Emmis Company
The AI-first operating layer wrapped around the live Emmis voice assistant. Nine specialised agents handle engineering, finance, marketing, customer care, compliance, security, and quality under a constraint-based governance system. One founder. Continuous, automated pipelines.
Visit liveemmis.aiTL;DR
An AI-first operating layer wrapped around the live Emmis voice product. Nine specialised agents ship, monitor, support, audit, and communicate, while one human founder makes the calls. The real engineering is the pipelines between the agents and a least-privilege governance model where each agent has a hard limit, the security agent can even block the founder. The most concrete answer to what an AI-first operating model actually looks like, built small on purpose.
Most product companies in 2026 have a frontier-model agent or two helping out. Emmis Company has nine, and they are the company. The user-facing artefact is Emmis, the live Swedish-language voice assistant. The thing behind it, the operating layer that ships, monitors, supports, audits, and communicates around that product, is itself AI-first by construction. Nine specialised agents in defined roles, running on the same European server as the product they support, under one founder making the calls that change the shape of the business. The agents do everything else.
What it is concretely. The operating layer wrapped around Emmis. Three engineering agents, architecture, building, security. Five business agents, finance, marketing, customer care, compliance, quality. Each agent operates inside a defined slice of the world, with the right memory, the right tools, and the right limits for the job it has. The founder is the tenth name on the org chart and the only human; she sets direction and approves deployments, but she does not staff functions. The functions are staffed.
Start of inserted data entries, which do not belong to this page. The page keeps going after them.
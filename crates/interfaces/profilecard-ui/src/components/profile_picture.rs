use crate::textures::AvatarTextures;
use crate::theme::*;
use crate::utils::{sample_gradient, status_color};
use eframe::egui::{self, Color32, Stroke};
use profilecard_app_core::{AvatarViewState, AvatarVm};
use profilecard_config::{
    AVATAR_CROSSFADE_SECS, AVATAR_PADDING, GRADIENT_BORDER_WIDTH, STATUS_RING_WIDTH,
};

const RING_SEGMENTS: usize = 96;

/// Outer edge length of a picture drawn at `size`.
pub fn outer_size(size: f32) -> f32 {
    size + 2.0 * (STATUS_RING_WIDTH + AVATAR_PADDING)
}

/// Circular avatar: status ring, rainbow border, then the image, placeholder
/// or fallback inside.
pub fn draw(ui: &mut egui::Ui, vm: &AvatarVm, size: f32, textures: &mut AvatarTextures) {
    let outer = outer_size(size);
    let (rect, response) = ui.allocate_exact_size(egui::vec2(outer, outer), egui::Sense::hover());
    if !ui.is_rect_visible(rect) {
        return;
    }

    let center = rect.center();
    let radius = size / 2.0;
    let inner = radius - GRADIENT_BORDER_WIDTH;
    let painter = ui.painter_at(rect);

    match &vm.state {
        AvatarViewState::Loading => {
            painter.circle_filled(center, radius, COL_SURFACE);
            let spinner_rect = egui::Rect::from_center_size(center, egui::Vec2::splat(size * 0.4));
            egui::Spinner::new()
                .size(size * 0.4)
                .color(COL_PURPLE_500)
                .paint_at(ui, spinner_rect);
        }
        AvatarViewState::Ready { image, crossfade } => {
            let (texture, uploaded_at) = textures.get_or_upload(ui.ctx(), vm.key, image);
            let alpha = if *crossfade {
                let elapsed = (ui.input(|i| i.time) - uploaded_at) as f32;
                let t = (elapsed / AVATAR_CROSSFADE_SECS).clamp(0.0, 1.0);
                if t < 1.0 {
                    ui.ctx().request_repaint();
                }
                t
            } else {
                1.0
            };

            painter.circle_filled(center, radius, COL_SURFACE);
            let image_rect = egui::Rect::from_center_size(center, egui::Vec2::splat(inner * 2.0));
            egui::Image::from_texture(&texture)
                .tint(Color32::WHITE.gamma_multiply(alpha))
                .paint_at(ui, image_rect);
        }
        AvatarViewState::Failed => {
            painter.circle_filled(center, radius, COL_PURPLE_200);
            painter.text(
                center,
                egui::Align2::CENTER_CENTER,
                &vm.fallback_initial,
                egui::FontId::proportional(size * 0.4),
                COL_ON_PRIMARY,
            );
        }
    }

    paint_sweep_ring(
        &painter,
        center,
        radius - GRADIENT_BORDER_WIDTH / 2.0,
        GRADIENT_BORDER_WIDTH,
        &RAINBOW,
    );
    painter.circle_stroke(
        center,
        radius + STATUS_RING_WIDTH / 2.0,
        Stroke::new(STATUS_RING_WIDTH, status_color(vm.ring)),
    );

    if matches!(vm.state, AvatarViewState::Failed) {
        let _ = response.on_hover_text(format!("Could not load {}", vm.reference));
    }
}

fn paint_sweep_ring(
    painter: &egui::Painter,
    center: egui::Pos2,
    radius: f32,
    width: f32,
    stops: &[Color32],
) {
    let step = std::f32::consts::TAU / RING_SEGMENTS as f32;
    for i in 0..RING_SEGMENTS {
        let a0 = i as f32 * step;
        // Overlap segments slightly so no seams show between them.
        let a1 = a0 + step * 1.2;
        let p0 = center + radius * egui::vec2(a0.cos(), a0.sin());
        let p1 = center + radius * egui::vec2(a1.cos(), a1.sin());
        let color = sample_gradient(stops, i as f32 / RING_SEGMENTS as f32);
        painter.line_segment([p0, p1], Stroke::new(width, color));
    }
}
The pipelines, not the prompts. What makes this work in production is not the agents themselves, frontier reasoning models are widely available now, it is the pipelines connecting them. Work has shape inside this company. A new feature walks through the same handoffs every time: brief, design, implementation, security review, release, quality watch, compliance check, financial monitoring, customer communication. Inbound user reports flow into a triage pipeline that categorises, routes, and either resolves them or lands them on the right desk. Scheduled jobs fire on cadence, health checks, backup verification, regulatory watch, transcript analysis, financial reconciliation. Each handoff has a defined input format, a defined output format, and a defined approval threshold. The pipelines are the architecture. The agents are the workers inside them.
Specialised, not generalised. Nine agents because there are nine jobs that do not share context. The temptation, when the model is smart enough, is to give one agent the whole brief and let it figure it out. That fails the moment the brief gets real. A finance question wants different memory, different tools, and different escalation paths than a customer-care question or a security review. Specialisation lets each agent operate inside the right slice of the world with the right constraints, rather than asking a single generalist to be careful about all of those at once. The cost of nine agents instead of one is coordination. The benefit is that each one can do its job well.
Least-privilege governance is the unlock. Every agent has a defined limit, and the limits are the architecture. The architect designs but never ships. The builder has the broadest tool access on the team and cannot deploy without security approval. The security officer can block any deployment, including over the founder's explicit instruction. The finance agent is read-only across every system; it audits and advises, never writes. The marketing agent drafts, never publishes without sign-off, and never spends without finance clearing the budget. The compliance agent advises against the EU AI Act, GDPR, and Swedish consumer law, but does not implement. The quality agent analyses real user behaviour and surfaces patterns with evidence, but does not change product behaviour itself. The constraint system is what makes a multi-agent operating layer safe to run continuously. Without it, agents are not the right design, people are.

Continuous, not request-driven. The operations run on their own clock. Scheduled work fires on cadence; inbound work flows in through standard channels; agents pick up what is theirs and pass on what is not. The founder is paged when an agent decides the matter requires a human, and not before. Most days, the human is the bottleneck on nothing. The pipelines run.
What it ships. The visible artefact is Emmis itself, a live product with real conversations every day in Swedish. The invisible artefact is everything that goes into running a product company around it: financial monitoring, security review, compliance against EU and Swedish rules, marketing, customer support, ongoing engineering, quality analysis on real user transcripts. All of that runs on the agent side. The founder does the work a founder is supposed to do, direction, judgement calls, decisions that change the shape of the business, and the rest does not need her in the room.

Why this lives in the portfolio. Because every C-suite conversation in 2026 contains some version of the question what does an AI-first operating model actually look like, and what does the human still do? Most answers are slideware. This one is a working operations layer wrapped around a live product with paid plans in place. It runs continuously. Its compliance work happens. Its customer issues get resolved. It is the most honest version of the answer, built small, on purpose, so the patterns that hold here can be transferred into the larger versions her advisory clients are trying to design.
The cliché about AI-first companies is that they will be small and high-leverage. Emmis Company is the proof of concept. Nine agents under constraint, structured pipelines between them, one founder, one server, one shipped product. Running. Continuously. The advisory work is convincing because the operator is also the proof.